Starting at the top of the entries below, set down every line exactly, please, until you reach the line with "pub fn parse(raw: Value, spec: &ToolSpec)", which is included too.

== DATA TO EXAMINE

//! Strict argument parsing at the tool boundary
//!
//! Arguments arrive as a JSON object. They are checked once against the
//! tool's declared parameters: unknown names, wrong JSON types, values
//! outside a declared `enum`, missing required values, and decimals that
//! cannot be carried exactly are all [`ValidationError`]s. `null` is treated
//! as "not given".

use coinex_types::{Market, ValidationError};
use rust_decimal::Decimal;
use serde_json::{Map, Value};
use std::str::FromStr;

use crate::schema::{ParamKind, ToolSpec};

/// Validated arguments for one tool invocation
#[derive(Debug, Clone, Default, PartialEq)]
pub struct ToolArgs {
    values: Map<String, Value>,
}

impl ToolArgs {
    /// Check raw arguments against a tool's declared parameters
    pub fn parse(raw: Value, spec: &ToolSpec) -> Result<Self, ValidationError> {
        let mut values = match raw {
            Value::Null => Map::new(),
            Value::Object(map) => map,
            other => {
                return Err(ValidationError::invalid_argument(
                    "arguments",
                    format!("expected a JSON object, got {other}"),
                ))
            }
        };
        values.retain(|_, v| !v.is_null());

        for (name, value) in &values {
            let param = spec
                .find_param(name)
                .ok_or_else(|| ValidationError::invalid_argument(name, "unknown parameter"))?;

            if !param.kind.accepts(value) {
                return Err(ValidationError::invalid_argument(
                    name,
                    format!("expected {}, got {value}", param.kind.json_type()),
                ));
            }
            if let (Some(allowed), Some(raw)) = (param.allowed, value.as_str()) {
                if !allowed.iter().any(|a| *a == raw) {
                    return Err(ValidationError::invalid_argument(
                        name,
                        format!("{raw:?} is not one of {}", allowed.join("|")),
                    ));
                }
            }
            if param.kind == ParamKind::Decimal {
                parse_decimal(name, value.as_str().unwrap_or_default())?;
            }
        }

        if let Some(missing) = spec
            .params
            .iter()
            .find(|p| p.required && !values.contains_key(p.name))
        {
            return Err(ValidationError::invalid_argument(missing.name, "is required"));
        }

        Ok(Self { values })
    }

    /// Raw value of an argument, if given
    pub fn get(&self, name: &str) -> Option<&Value> {
        self.values.get(name)
    }

    /// String argument; blank strings count as not given
    pub fn str(&self, name: &str) -> Option<&str> {
        self.get(name)
            .and_then(Value::as_str)
            .filter(|s| !s.trim().is_empty())
    }

    pub fn str_or<'a>(&'a self, name: &str, default: &'a str) -> &'a str {
        self.str(name).unwrap_or(default)
    }

    pub fn required_str(&self, name: &str) -> Result<&str, ValidationError> {
        self.str(name)
            .ok_or_else(|| ValidationError::invalid_argument(name, "is required"))
    }

    pub fn i64(&self, name: &str) -> Option<i64> {
        self.get(name).and_then(Value::as_i64)
    }

    pub fn i64_or(&self, name: &str, default: i64) -> i64 {
        self.i64(name).unwrap_or(default)
    }

    pub fn bool_or(&self, name: &str, default: bool) -> bool {
        self.get(name).and_then(Value::as_bool).unwrap_or(default)
    }

    /// Parse an enum-like string argument, falling back to `default` when absent
    pub fn parse_or<T>(&self, name: &str, default: T) -> Result<T, ValidationError>
    where
        T: FromStr<Err = ValidationError>,
    {
        Ok(self.parse_opt(name)?.unwrap_or(default))
    }

    /// Parse an optional enum-like string argument
    pub fn parse_opt<T>(&self, name: &str) -> Result<Option<T>, ValidationError>
    where
        T: FromStr<Err = ValidationError>,
    {
        self.str(name).map(str::parse).transpose()
    }

    pub fn decimal(&self, name: &str) -> Result<Option<Decimal>, ValidationError> {
        self.str(name).map(|s| parse_decimal(name, s)).transpose()
    }

    pub fn required_decimal(&self, name: &str) -> Result<Decimal, ValidationError> {
        parse_decimal(name, self.required_str(name)?)
    }

    /// Market from `base` and `quote`, with `quote` defaulting to USDT
    pub fn market(&self) -> Result<Market, ValidationError> {
        Market::new(
            self.required_str("base")?,
            self.str_or("quote", Market::DEFAULT_QUOTE),
        )
    }

    /// Optional market filter: `None` (all markets) when no base is given
    ///
    /// The quote is only consulted together with a base, so its default never
    /// turns an "all markets" query into a half-specified pair.
    pub fn market_filter(&self) -> Result<Option<Market>, ValidationError> {
        self.str("base").map(|_| self.market()).transpose()
    }
}

/// Parse a decimal that prints back exactly as given
///
/// `Decimal::from_str` rounds past 28 significant digits, and the value is
/// later sent as `to_string()`, so anything that does not round-trip would
/// reach the exchange altered.
fn parse_decimal(name: &str, raw: &str) -> Result<Decimal, ValidationError> {
    let trimmed = raw.trim();
    let value = Decimal::from_str(trimmed)
        .map_err(|_| ValidationError::invalid_argument(name, format!("not a decimal number: {raw:?}")))?;

    if value.to_string() != trimmed {
        return Err(ValidationError::invalid_argument(
            name,
            format!("{raw:?} cannot be sent exactly; use a plain decimal of at most 28 significant digits"),
        ));
    }
    Ok(value)
}
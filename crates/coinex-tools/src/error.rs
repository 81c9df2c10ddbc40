//! Error types for tool invocation
//!
//! A tool invocation either returns an envelope (including exchange-side
//! failures) or raises one of these for caller misuse. Nothing here is
//! produced after a request has been sent.

use coinex_auth::AuthError;
use coinex_rest::RestError;
use coinex_types::ValidationError;

/// Errors raised by the tool layer
#[derive(Debug, thiserror::Error)]
pub enum ToolError {
    /// No such tool, or the tool is hidden by the exposure mode
    #[error("Unknown tool: {0}")]
    UnknownTool(String),

    /// Credentials required by an auth tool are missing or unusable
    #[error("Configuration error: {0}")]
    Configuration(String),

    /// An argument was rejected before any request was made
    #[error("Validation error: {0}")]
    Validation(#[from] ValidationError),

    /// The REST client refused the call
    #[error(transparent)]
    Rest(RestError),
}

impl ToolError {
    /// Check if this error is a configuration problem
    pub fn is_configuration(&self) -> bool {
        matches!(self, Self::Configuration(_))
    }

    /// Check if this error is a rejected argument
    pub fn is_validation(&self) -> bool {
        matches!(self, Self::Validation(_))
    }
}

impl From<AuthError> for ToolError {
    fn from(err: AuthError) -> Self {
        Self::Configuration(err.to_string())
    }
}

impl From<RestError> for ToolError {
    fn from(err: RestError) -> Self {
        match err {
            RestError::Validation(e) => Self::Validation(e),
            e if e.is_configuration() => Self::Configuration(e.to_string()),
            e => Self::Rest(e),
        }
    }
}

/// Result type for tool operations
pub type ToolResult<T> = Result<T, ToolError>;
//! MCP host for the tool registry
//!
//! Speaks JSON-RPC 2.0 with the MCP methods `initialize`, `ping`,
//! `tools/list` and `tools/call`. Two transports are provided: newline
//! delimited messages over stdio, and HTTP POST where account credentials
//! arrive as request headers.
//!
//! A tool that runs returns its envelope as the call result, including
//! exchange-side failures. Argument and credential problems become results
//! with `isError: true`; only unknown tools and malformed requests are
//! JSON-RPC errors.

mod http;
mod stdio;

pub use http::{router, serve_http, HttpConfig};

use serde_json::{json, Map, Value};
use tracing::{debug, warn};

use crate::context::ToolContext;
use crate::error::ToolError;
use crate::registry::ToolRegistry;

/// Name reported in `initialize`
pub const SERVER_NAME: &str = "coinex-mcp-server";

/// Protocol revision used when the client does not ask for one
pub const PROTOCOL_VERSION: &str = "2025-06-18";

pub const PARSE_ERROR: i64 = -32700;
pub const INVALID_REQUEST: i64 = -32600;
pub const METHOD_NOT_FOUND: i64 = -32601;
pub const INVALID_PARAMS: i64 = -32602;

/// JSON-RPC dispatcher over a [`ToolRegistry`]
#[derive(Debug, Clone)]
pub struct McpServer {
    registry: ToolRegistry,
    context: ToolContext,
}

impl McpServer {
    pub fn new(registry: ToolRegistry, context: ToolContext) -> Self {
        Self { registry, context }
    }

    pub fn registry(&self) -> &ToolRegistry {
        &self.registry
    }

    /// Context used when a transport supplies no per-request scope
    pub fn context(&self) -> &ToolContext {
        &self.context
    }

    /// Handle one message with the server's own context
    pub async fn handle(&self, message: Value) -> Option<Value> {
        self.handle_with(message, &self.context).await
    }

    /// Handle one message; `None` for notifications, which get no reply
    pub async fn handle_with(&self, message: Value, ctx: &ToolContext) -> Option<Value> {
        let Value::Object(mut message) = message else {
            return Some(error_response(Value::Null, INVALID_REQUEST, "Invalid Request"));
        };

        let id = message.remove("id");
        let method = match message.remove("method") {
            Some(Value::String(method)) if message.get("jsonrpc") == Some(&json!("2.0")) => method,
            _ => {
                return Some(error_response(
                    id.unwrap_or(Value::Null),
                    INVALID_REQUEST,
                    "Invalid Request",
                ))
            }
        };
        let params = message.remove("params").unwrap_or(Value::Null);

        let Some(id) = id else {
            debug!(%method, "Notification");
            return None;
        };

        debug!(%method, "Request");
        let outcome = match method.as_str() {
            "initialize" => Ok(self.initialize(&params)),
            "ping" => Ok(json!({})),
            "tools/list" => Ok(self.list_tools()),
            "tools/call" => self.call_tool(params, ctx).await,
            other => Err((METHOD_NOT_FOUND, format!("Method not found: {other}"))),
        };

        Some(match outcome {
            Ok(result) => json!({"jsonrpc": "2.0", "id": id, "result": result}),
            Err((code, message)) => error_response(id, code, message),
        })
    }

    fn initialize(&self, params: &Value) -> Value {
        let version = params
            .get("protocolVersion")
            .and_then(Value::as_str)
            .unwrap_or(PROTOCOL_VERSION);

        json!({
            "protocolVersion": version,
            "capabilities": {"tools": {"listChanged": false}},
            "serverInfo": {"name": SERVER_NAME, "version": env!("CARGO_PKG_VERSION")},
        })
    }

    fn list_tools(&self) -> Value {
        let tools: Vec<Value> = self.registry.list().iter().map(|spec| spec.to_json()).collect();
        json!({ "tools": tools })
    }

    async fn call_tool(&self, params: Value, ctx: &ToolContext) -> Result<Value, (i64, String)> {
        let mut params = match params {
            Value::Object(params) => params,
            _ => Map::new(),
        };
        let Some(Value::String(name)) = params.remove("name") else {
            return Err((INVALID_PARAMS, "tools/call requires a tool name".to_string()));
        };
        let arguments = params.remove("arguments").unwrap_or(Value::Null);

        match self.registry.invoke(&name, arguments, ctx).await {
            Ok(envelope) => {
                let value = envelope.into_value();
                Ok(json!({
                    "content": [{"type": "text", "text": value.to_string()}],
                    "structuredContent": value,
                    "isError": false,
                }))
            }
            Err(ToolError::UnknownTool(name)) => Err((INVALID_PARAMS, format!("Unknown tool: {name}"))),
            Err(err) => {
                warn!(tool = %name, error = %err, "Tool call rejected");
                Ok(json!({
                    "content": [{"type": "text", "text": err.to_string()}],
                    "isError": true,
                }))
            }
        }
    }
}

fn error_response(id: Value, code: i64, message: impl Into<String>) -> Value {
    json!({
        "jsonrpc": "2.0",
        "id": id,
        "error": {"code": code, "message": message.into()},
    })
}

#[cfg(test)]
mod tests {
    use super::*;
    use crate::context::CredentialScope;
    use crate::registry::ToolMode;
    use coinex_rest::CoinExRestClient;

    fn server(mode: ToolMode) -> McpServer {
        let ctx = ToolContext::new(
            CoinExRestClient::new().unwrap(),
            CredentialScope::Environment(None),
        );
        McpServer::new(ToolRegistry::new(mode), ctx)
    }

    #[tokio::test]
    async fn test_initialize_echoes_protocol_version() {
        let response = server(ToolMode::All)
            .handle(json!({
                "jsonrpc": "2.0",
                "id": 1,
                "method": "initialize",
                "params": {"protocolVersion": "2025-03-26", "capabilities": {}}
            }))
            .await
            .unwrap();

        assert_eq!(response["id"], 1);
        assert_eq!(response["result"]["protocolVersion"], "2025-03-26");
        assert_eq!(response["result"]["serverInfo"]["name"], SERVER_NAME);
    }

    #[tokio::test]
    async fn test_notifications_get_no_reply() {
        let response = server(ToolMode::All)
            .handle(json!({"jsonrpc": "2.0", "method": "notifications/initialized"}))
            .await;
        assert_eq!(response, None);
    }

    #[tokio::test]
    async fn test_list_follows_exposure_mode() {
        let response = server(ToolMode::PublicOnly)
            .handle(json!({"jsonrpc": "2.0", "id": "a", "method": "tools/list"}))
            .await
            .unwrap();

        let tools = response["result"]["tools"].as_array().unwrap();
        assert_eq!(tools.len(), 12);
        assert!(tools.iter().all(|tool| tool["inputSchema"]["type"] == "object"));
        assert!(tools.iter().all(|tool| tool["name"] != "place_order"));
    }

    #[tokio::test]
    async fn test_protocol_errors() {
        let server = server(ToolMode::PublicOnly);

        let response = server
            .handle(json!({"jsonrpc": "2.0", "id": 2, "method": "resources/list"}))
            .await
            .unwrap();
        assert_eq!(response["error"]["code"], METHOD_NOT_FOUND);

        let response = server
            .handle(json!({"jsonrpc": "2.0", "id": 3, "method": "tools/call", "params": {"name": "place_order"}}))
            .await
            .unwrap();
        assert_eq!(response["error"]["code"], INVALID_PARAMS);

        let response = server.handle(json!({"id": 4, "method": "ping"})).await.unwrap();
        assert_eq!(response["error"]["code"], INVALID_REQUEST);
        assert_eq!(response["id"], 4);

        let response = server.handle(json!([1, 2])).await.unwrap();
        assert_eq!(response["error"]["code"], INVALID_REQUEST);
    }

    #[tokio::test]
    async fn test_rejected_arguments_are_tool_errors() {
        let response = server(ToolMode::All)
            .handle(json!({
                "jsonrpc": "2.0",
                "id": 5,
                "method": "tools/call",
                "params": {"name": "get_kline", "arguments": {"base": "BTC", "period": "1h"}}
            }))
            .await
            .unwrap();

        assert_eq!(response["result"]["isError"], true);
        let text = response["result"]["content"][0]["text"].as_str().unwrap();
        assert!(text.contains("period"), "{text}");
    }
}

====

YOUR SOLUTION -
//! Strict argument parsing at the tool boundary
//!
//! Arguments arrive as a JSON object. They are checked once against the
//! tool's declared parameters: unknown names, wrong JSON types, values
//! outside a declared `enum`, missing required values, and decimals that
//! cannot be carried exactly are all [`ValidationError`]s. `null` is treated
//! as "not given".

use coinex_types::{Market, ValidationError};
use rust_decimal::Decimal;
use serde_json::{Map, Value};
use std::str::FromStr;

use crate::schema::{ParamKind, ToolSpec};

/// Validated arguments for one tool invocation
#[derive(Debug, Clone, Default, PartialEq)]
pub struct ToolArgs {
    values: Map<String, Value>,
}

impl ToolArgs {
    /// Check raw arguments against a tool's declared parameters
    pub fn parse(raw: Value, spec: &ToolSpec) -> Result<Self, ValidationError> {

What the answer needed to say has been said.